Aim of the exercise -
Copy exactly, please, the lines of the data from its start through the line containing "that owns the".

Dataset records
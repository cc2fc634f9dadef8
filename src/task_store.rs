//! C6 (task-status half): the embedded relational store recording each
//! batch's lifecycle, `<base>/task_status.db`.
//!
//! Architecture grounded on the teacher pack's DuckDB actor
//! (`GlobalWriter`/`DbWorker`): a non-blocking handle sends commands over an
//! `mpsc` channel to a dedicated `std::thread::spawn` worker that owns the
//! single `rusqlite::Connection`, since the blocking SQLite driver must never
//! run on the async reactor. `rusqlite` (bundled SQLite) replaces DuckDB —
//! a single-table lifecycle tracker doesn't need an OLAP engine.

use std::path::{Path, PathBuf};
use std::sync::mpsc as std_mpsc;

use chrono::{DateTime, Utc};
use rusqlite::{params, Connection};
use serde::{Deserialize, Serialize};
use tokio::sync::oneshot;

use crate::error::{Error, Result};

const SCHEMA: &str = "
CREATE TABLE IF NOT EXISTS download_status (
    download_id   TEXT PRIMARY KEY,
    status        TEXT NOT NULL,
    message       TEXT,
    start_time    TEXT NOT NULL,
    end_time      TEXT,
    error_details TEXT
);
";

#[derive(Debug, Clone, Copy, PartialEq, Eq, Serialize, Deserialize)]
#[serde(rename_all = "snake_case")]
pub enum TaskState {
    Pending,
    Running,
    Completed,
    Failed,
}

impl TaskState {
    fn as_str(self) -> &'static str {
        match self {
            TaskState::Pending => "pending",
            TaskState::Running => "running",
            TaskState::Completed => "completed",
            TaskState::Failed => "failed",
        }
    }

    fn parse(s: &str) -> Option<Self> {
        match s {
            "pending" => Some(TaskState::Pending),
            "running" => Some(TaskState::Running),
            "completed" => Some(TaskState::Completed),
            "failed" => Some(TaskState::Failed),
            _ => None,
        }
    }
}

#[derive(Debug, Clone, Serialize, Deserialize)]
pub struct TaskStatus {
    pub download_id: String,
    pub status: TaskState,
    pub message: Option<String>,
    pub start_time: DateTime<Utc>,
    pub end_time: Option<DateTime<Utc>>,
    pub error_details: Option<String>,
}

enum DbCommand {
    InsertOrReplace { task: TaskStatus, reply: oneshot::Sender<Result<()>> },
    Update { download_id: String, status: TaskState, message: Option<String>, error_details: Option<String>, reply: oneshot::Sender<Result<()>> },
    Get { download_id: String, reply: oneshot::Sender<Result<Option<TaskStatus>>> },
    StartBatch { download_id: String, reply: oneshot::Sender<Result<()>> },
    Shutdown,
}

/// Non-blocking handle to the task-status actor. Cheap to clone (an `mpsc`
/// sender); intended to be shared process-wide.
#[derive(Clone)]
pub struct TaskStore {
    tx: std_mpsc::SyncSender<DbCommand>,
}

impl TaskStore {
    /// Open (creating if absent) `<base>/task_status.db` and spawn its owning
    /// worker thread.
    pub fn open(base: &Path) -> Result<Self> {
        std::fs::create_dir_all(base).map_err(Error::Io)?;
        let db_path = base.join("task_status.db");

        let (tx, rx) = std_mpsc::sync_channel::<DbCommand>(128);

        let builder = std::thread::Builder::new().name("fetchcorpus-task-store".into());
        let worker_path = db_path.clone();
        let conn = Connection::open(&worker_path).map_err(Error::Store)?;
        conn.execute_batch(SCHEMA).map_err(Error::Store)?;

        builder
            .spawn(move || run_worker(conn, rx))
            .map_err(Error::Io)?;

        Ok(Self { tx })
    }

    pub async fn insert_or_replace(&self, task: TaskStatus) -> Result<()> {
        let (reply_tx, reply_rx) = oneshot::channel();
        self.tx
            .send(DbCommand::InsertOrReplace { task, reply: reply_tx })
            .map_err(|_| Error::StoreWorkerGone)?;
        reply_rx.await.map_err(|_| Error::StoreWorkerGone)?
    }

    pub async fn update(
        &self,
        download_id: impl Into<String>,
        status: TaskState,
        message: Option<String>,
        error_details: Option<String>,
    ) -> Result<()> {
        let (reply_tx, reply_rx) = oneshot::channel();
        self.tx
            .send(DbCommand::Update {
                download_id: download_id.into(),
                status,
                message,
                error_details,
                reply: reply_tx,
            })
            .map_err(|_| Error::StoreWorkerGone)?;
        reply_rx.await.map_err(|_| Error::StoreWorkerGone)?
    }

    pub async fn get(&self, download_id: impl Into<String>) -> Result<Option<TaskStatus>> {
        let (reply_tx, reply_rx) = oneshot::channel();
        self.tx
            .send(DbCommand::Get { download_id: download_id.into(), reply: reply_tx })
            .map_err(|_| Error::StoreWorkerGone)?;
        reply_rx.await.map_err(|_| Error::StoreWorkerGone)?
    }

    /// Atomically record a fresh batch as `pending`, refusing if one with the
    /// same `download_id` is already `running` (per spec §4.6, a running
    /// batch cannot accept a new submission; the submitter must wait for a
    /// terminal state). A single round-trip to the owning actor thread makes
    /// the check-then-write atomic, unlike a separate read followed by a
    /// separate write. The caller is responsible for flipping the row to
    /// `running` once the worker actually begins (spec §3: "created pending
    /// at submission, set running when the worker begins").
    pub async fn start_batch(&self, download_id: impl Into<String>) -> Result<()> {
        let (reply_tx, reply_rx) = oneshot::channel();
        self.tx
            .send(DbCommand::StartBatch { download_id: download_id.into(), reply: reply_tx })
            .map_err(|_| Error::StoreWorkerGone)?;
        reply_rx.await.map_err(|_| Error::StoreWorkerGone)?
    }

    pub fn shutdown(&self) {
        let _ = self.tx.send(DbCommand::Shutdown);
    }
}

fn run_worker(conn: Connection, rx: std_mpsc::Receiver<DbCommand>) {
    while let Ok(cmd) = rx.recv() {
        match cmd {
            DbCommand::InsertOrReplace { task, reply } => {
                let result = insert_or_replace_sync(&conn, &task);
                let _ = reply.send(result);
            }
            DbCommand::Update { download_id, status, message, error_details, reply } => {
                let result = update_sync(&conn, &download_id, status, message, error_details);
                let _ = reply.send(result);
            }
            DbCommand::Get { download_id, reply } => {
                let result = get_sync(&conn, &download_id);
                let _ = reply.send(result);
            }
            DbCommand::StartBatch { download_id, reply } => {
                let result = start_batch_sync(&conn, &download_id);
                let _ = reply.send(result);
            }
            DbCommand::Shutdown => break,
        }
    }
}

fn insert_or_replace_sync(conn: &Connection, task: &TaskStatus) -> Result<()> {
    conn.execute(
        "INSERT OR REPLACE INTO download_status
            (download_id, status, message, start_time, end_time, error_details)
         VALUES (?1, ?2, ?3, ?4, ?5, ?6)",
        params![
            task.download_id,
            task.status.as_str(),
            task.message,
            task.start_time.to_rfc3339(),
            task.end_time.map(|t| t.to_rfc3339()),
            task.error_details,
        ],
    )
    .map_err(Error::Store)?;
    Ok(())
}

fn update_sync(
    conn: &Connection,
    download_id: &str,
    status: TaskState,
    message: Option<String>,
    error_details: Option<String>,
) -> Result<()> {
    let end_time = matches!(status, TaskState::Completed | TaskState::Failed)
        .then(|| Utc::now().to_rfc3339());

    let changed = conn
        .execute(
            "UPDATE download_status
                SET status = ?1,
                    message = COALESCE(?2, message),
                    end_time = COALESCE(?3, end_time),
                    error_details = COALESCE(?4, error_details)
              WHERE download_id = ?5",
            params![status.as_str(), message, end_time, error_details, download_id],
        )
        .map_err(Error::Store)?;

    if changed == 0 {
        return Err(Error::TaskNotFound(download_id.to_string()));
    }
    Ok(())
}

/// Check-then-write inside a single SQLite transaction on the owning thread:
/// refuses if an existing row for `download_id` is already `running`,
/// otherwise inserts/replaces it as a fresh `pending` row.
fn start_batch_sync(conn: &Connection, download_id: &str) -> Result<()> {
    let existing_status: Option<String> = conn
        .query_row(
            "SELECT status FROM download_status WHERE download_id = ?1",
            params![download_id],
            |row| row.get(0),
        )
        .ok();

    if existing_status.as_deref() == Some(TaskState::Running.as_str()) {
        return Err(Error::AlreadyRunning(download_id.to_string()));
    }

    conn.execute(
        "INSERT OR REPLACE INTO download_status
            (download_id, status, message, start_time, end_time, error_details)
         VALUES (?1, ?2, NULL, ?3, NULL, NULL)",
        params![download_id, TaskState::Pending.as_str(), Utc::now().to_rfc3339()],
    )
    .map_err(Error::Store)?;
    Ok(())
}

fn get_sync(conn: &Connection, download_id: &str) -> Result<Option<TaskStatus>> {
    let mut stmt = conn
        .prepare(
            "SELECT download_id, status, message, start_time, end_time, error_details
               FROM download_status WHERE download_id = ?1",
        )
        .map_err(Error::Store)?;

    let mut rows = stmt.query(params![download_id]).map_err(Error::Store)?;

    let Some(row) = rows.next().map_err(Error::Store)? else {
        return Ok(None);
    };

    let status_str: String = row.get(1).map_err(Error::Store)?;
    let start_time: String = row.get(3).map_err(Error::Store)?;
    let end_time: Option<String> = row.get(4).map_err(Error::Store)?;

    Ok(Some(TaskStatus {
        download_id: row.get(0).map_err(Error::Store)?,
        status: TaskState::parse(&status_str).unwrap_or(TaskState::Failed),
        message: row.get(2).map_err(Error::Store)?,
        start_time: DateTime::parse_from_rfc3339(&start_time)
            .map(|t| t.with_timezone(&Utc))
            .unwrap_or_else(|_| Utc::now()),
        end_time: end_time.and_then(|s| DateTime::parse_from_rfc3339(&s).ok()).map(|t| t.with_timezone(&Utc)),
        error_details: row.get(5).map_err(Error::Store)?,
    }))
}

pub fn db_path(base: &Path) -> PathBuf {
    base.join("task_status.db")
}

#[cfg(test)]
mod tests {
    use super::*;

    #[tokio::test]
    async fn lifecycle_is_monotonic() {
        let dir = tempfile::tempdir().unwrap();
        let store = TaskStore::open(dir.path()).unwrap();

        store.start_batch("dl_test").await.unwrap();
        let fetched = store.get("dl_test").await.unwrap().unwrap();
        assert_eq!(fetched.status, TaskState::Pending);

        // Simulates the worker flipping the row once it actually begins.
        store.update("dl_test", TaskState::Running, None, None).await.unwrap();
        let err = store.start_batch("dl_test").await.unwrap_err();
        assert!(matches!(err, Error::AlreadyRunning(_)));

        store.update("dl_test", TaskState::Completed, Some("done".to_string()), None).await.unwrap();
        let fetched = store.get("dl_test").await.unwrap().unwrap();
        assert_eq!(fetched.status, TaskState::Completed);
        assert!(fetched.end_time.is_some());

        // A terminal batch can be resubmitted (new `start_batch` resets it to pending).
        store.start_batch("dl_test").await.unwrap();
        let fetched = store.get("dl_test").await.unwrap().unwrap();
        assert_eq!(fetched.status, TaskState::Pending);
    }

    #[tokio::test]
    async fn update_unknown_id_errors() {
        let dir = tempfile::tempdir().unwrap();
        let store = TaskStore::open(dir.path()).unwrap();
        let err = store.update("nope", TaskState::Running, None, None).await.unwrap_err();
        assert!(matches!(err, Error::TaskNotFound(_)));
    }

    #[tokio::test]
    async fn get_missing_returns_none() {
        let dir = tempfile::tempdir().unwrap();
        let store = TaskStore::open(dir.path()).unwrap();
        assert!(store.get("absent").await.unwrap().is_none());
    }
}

Answer to this task -
repository cc2fc634f9dadef8
filename src/task_store.rs
//! C6 (task-status half): the embedded relational store recording each
//! batch's lifecycle, `<base>/task_status.db`.
//!
//! Architecture grounded on the teacher pack's DuckDB actor
//! (`GlobalWriter`/`DbWorker`): a non-blocking handle sends commands over an
//! `mpsc` channel to a dedicated `std::thread::spawn` worker that owns the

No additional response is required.